» **WORK TO BE COMPLETED**: Which of the lines below hold "count"? Please return each one.

Stored data:

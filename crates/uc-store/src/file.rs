use std::collections::HashMap;
use std::fs::{self, File, OpenOptions};
use std::io::{Read, Write};
use std::path::{Path, PathBuf};
use std::sync::{Arc, Mutex, RwLock};

use serde::{Deserialize, Serialize};
use tracing::{debug, warn};

use crate::error::{validate_stream, StoreError, StoreResult};
use crate::record::{DamagedFrame, StoredRecord, StreamScan};
use crate::traits::RecordStore;

/// Header size: 4 bytes length + 4 bytes CRC.
const HEADER_SIZE: usize = 8;

/// Flush/sync strategy for segment files.
#[derive(Clone, Copy, Debug, Default, PartialEq, Eq, Serialize, Deserialize)]
#[serde(rename_all = "snake_case")]
pub enum SyncMode {
    /// `fsync` after every append (safest, highest latency).
    #[default]
    EveryWrite,
    /// Rely on OS page-cache buffering (fastest, least durable).
    OsDefault,
}

/// Configuration for the file-backed store.
#[derive(Clone, Debug, Default, PartialEq, Eq, Serialize, Deserialize)]
#[serde(default)]
pub struct FileStoreConfig {
    pub sync_mode: SyncMode,
}

/// Open segment file for one stream.
struct Segment {
    path: PathBuf,
    file: File,
    /// Byte length of the valid prefix of the file.
    offset: u64,
    /// Number of records in the file.
    count: u64,
    /// First damaged frame found when the segment was opened.
    damaged: Option<DamagedFrame>,
}

/// File-backed record store: one segment file per stream.
///
/// On-disk frame format:
/// ```text
/// [4 bytes: payload length (little-endian u32)]
/// [4 bytes: CRC32 of payload (little-endian u32)]
/// [N bytes: payload (bincode-serialized StoredRecord)]
/// ```
///
/// A frame cut short at the end of a file is the remnant of an append that
/// never completed; it is truncated away when the segment is opened. A frame
/// with a bad checksum anywhere else is corruption: [`scan`](RecordStore::scan)
/// reports its position, every other read of that stream fails, and the
/// stream refuses further appends.
pub struct FileRecordStore {
    root: PathBuf,
    config: FileStoreConfig,
    segments: RwLock<HashMap<String, Arc<Mutex<Segment>>>>,
}

impl FileRecordStore {
    /// Open (or create) a store rooted at `root`.
    pub fn open(root: &Path, config: FileStoreConfig) -> StoreResult<Self> {
        fs::create_dir_all(root)?;
        debug!(root = %root.display(), sync = ?config.sync_mode, "file store opened");
        Ok(Self {
            root: root.to_path_buf(),
            config,
            segments: RwLock::new(HashMap::new()),
        })
    }

    /// Directory holding the segment files.
    pub fn root(&self) -> &Path {
        &self.root
    }

    /// Path of the segment file backing `stream`.
    pub fn segment_path(&self, stream: &str) -> PathBuf {
        self.root.join(format!("{stream}.log"))
    }

    fn segment(&self, stream: &str) -> StoreResult<Arc<Mutex<Segment>>> {
        validate_stream(stream)?;
        {
            let segments = self.segments.read().map_err(|_| StoreError::LockPoisoned)?;
            if let Some(segment) = segments.get(stream) {
                return Ok(Arc::clone(segment));
            }
        }

        let mut segments = self.segments.write().map_err(|_| StoreError::LockPoisoned)?;
        if let Some(segment) = segments.get(stream) {
            return Ok(Arc::clone(segment));
        }
        let segment = Arc::new(Mutex::new(self.open_segment(stream)?));
        segments.insert(stream.to_string(), Arc::clone(&segment));
        Ok(segment)
    }

    fn open_segment(&self, stream: &str) -> StoreResult<Segment> {
        let path = self.segment_path(stream);
        let file = OpenOptions::new()
            .create(true)
            .read(true)
            .append(true)
            .open(&path)?;

        let scan = scan_frames(&path)?;
        let file_len = file.metadata()?.len();
        if let Some(damaged) = &scan.damaged {
            warn!(
                stream,
                seq = damaged.seq,
                offset = damaged.offset,
                reason = %damaged.reason,
                "segment holds a damaged frame"
            );
        } else if scan.valid_len < file_len {
            warn!(
                stream,
                valid_len = scan.valid_len,
                file_len,
                "truncating incomplete trailing frame"
            );
            file.set_len(scan.valid_len)?;
        }

        debug!(stream, records = scan.records.len(), "segment opened");
        Ok(Segment {
            path,
            file,
            offset: scan.valid_len,
            count: scan.records.len() as u64,
            damaged: scan.damaged,
        })
    }
}

impl RecordStore for FileRecordStore {
    fn append(&self, stream: &str, record: &StoredRecord) -> StoreResult<()> {
        let segment = self.segment(stream)?;
        let mut seg = segment.lock().map_err(|_| StoreError::LockPoisoned)?;
        if let Some(damaged) = &seg.damaged {
            return Err(damaged.to_error(stream));
        }

        let expected = seg.count + 1;
        if record.seq != expected {
            return Err(StoreError::SequenceGap {
                stream: stream.to_string(),
                expected,
                actual: record.seq,
            });
        }

        let payload =
            bincode::serialize(record).map_err(|e| StoreError::Serialization(e.to_string()))?;
        let length = u32::try_from(payload.len())
            .map_err(|_| StoreError::Serialization("record exceeds 4 GiB".into()))?;
        let mut frame = Vec::with_capacity(HEADER_SIZE + payload.len());
        frame.extend_from_slice(&length.to_le_bytes());
        frame.extend_from_slice(&crc32fast::hash(&payload).to_le_bytes());
        frame.extend_from_slice(&payload);

        let written = seg.file.write_all(&frame).and_then(|()| match self.config.sync_mode {
            SyncMode::EveryWrite => seg.file.sync_data(),
            SyncMode::OsDefault => Ok(()),
        });
        if let Err(e) = written {
            // Roll the file back so the stream is exactly as before.
            let offset = seg.offset;
            if let Err(rollback) = seg.file.set_len(offset) {
                warn!(stream, offset, error = %rollback, "rollback after failed append failed");
            }
            return Err(e.into());
        }

        seg.offset += frame.len() as u64;
        seg.count += 1;
        debug!(stream, seq = record.seq, len = payload.len(), "record appended");
        Ok(())
    }

    fn read_all(&self, stream: &str) -> StoreResult<Vec<StoredRecord>> {
        self.scan(stream)?.into_records(stream)
    }

    fn scan(&self, stream: &str) -> StoreResult<StreamScan> {
        let segment = self.segment(stream)?;
        let seg = segment.lock().map_err(|_| StoreError::LockPoisoned)?;
        let scan = scan_frames(&seg.path)?;
        // Bytes past `offset` belong to no completed append.
        let mut records = scan.records;
        records.truncate(seg.count as usize);
        Ok(StreamScan {
            records,
            damaged: scan.damaged,
        })
    }

    fn len(&self, stream: &str) -> StoreResult<u64> {
        let segment = self.segment(stream)?;
        let seg = segment.lock().map_err(|_| StoreError::LockPoisoned)?;
        Ok(seg.count)
    }
}

impl std::fmt::Debug for FileRecordStore {
    fn fmt(&self, f: &mut std::fmt::Formatter<'_>) -> std::fmt::Result {
        f.debug_struct("FileRecordStore")
            .field("root", &self.root)
            .field("config", &self.config)
            .finish()
    }
}

struct Scan {
    records: Vec<StoredRecord>,
    /// Length of the prefix made of intact frames.
    valid_len: u64,
    damaged: Option<DamagedFrame>,
}

/// Read a segment front-to-back.
///
/// Stops quietly at an incomplete trailing frame. Stops at the first frame
/// with a bad checksum, undecodable payload, or out-of-order sequence
/// number and records where it is.
fn scan_frames(path: &Path) -> StoreResult<Scan> {
    let mut bytes = Vec::new();
    File::open(path)?.read_to_end(&mut bytes)?;

    let mut records: Vec<StoredRecord> = Vec::new();
    let mut damaged = None;
    let mut offset = 0usize;
    while offset + HEADER_SIZE <= bytes.len() {
        let header = &bytes[offset..offset + HEADER_SIZE];
        let length = u32::from_le_bytes([header[0], header[1], header[2], header[3]]) as usize;
        let expected_crc = u32::from_le_bytes([header[4], header[5], header[6], header[7]]);

        let start = offset + HEADER_SIZE;
        let end = start + length;
        if end > bytes.len() {
            break;
        }
        let expected_seq = records.len() as u64 + 1;
        match decode_frame(&bytes[start..end], expected_crc, expected_seq) {
            Ok(record) => records.push(record),
            Err(reason) => {
                damaged = Some(DamagedFrame {
                    seq: expected_seq,
                    offset: offset as u64,
                    reason,
                });
                break;
            }
        }
        offset = end;
    }

    Ok(Scan {
        records,
        valid_len: offset as u64,
        damaged,
    })
}

fn decode_frame(payload: &[u8], expected_crc: u32, expected_seq: u64) -> Result<StoredRecord, String> {
    if payload.is_empty() {
        return Err("zero-length frame".into());
    }
    let actual_crc = crc32fast::hash(payload);
    if actual_crc != expected_crc {
        return Err(format!(
            "crc mismatch: expected {expected_crc:08x}, got {actual_crc:08x}"
        ));
    }
    let record: StoredRecord = bincode::deserialize(payload).map_err(|e| e.to_string())?;
    if record.seq != expected_seq {
        return Err(format!("expected seq {expected_seq}, found {}", record.seq));
    }
    Ok(record)
}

» **FINISHED TASK**:
    count: u64,
            count: scan.records.len() as u64,
        let expected = seg.count + 1;
        seg.count += 1;
        records.truncate(seg.count as usize);
        Ok(seg.count)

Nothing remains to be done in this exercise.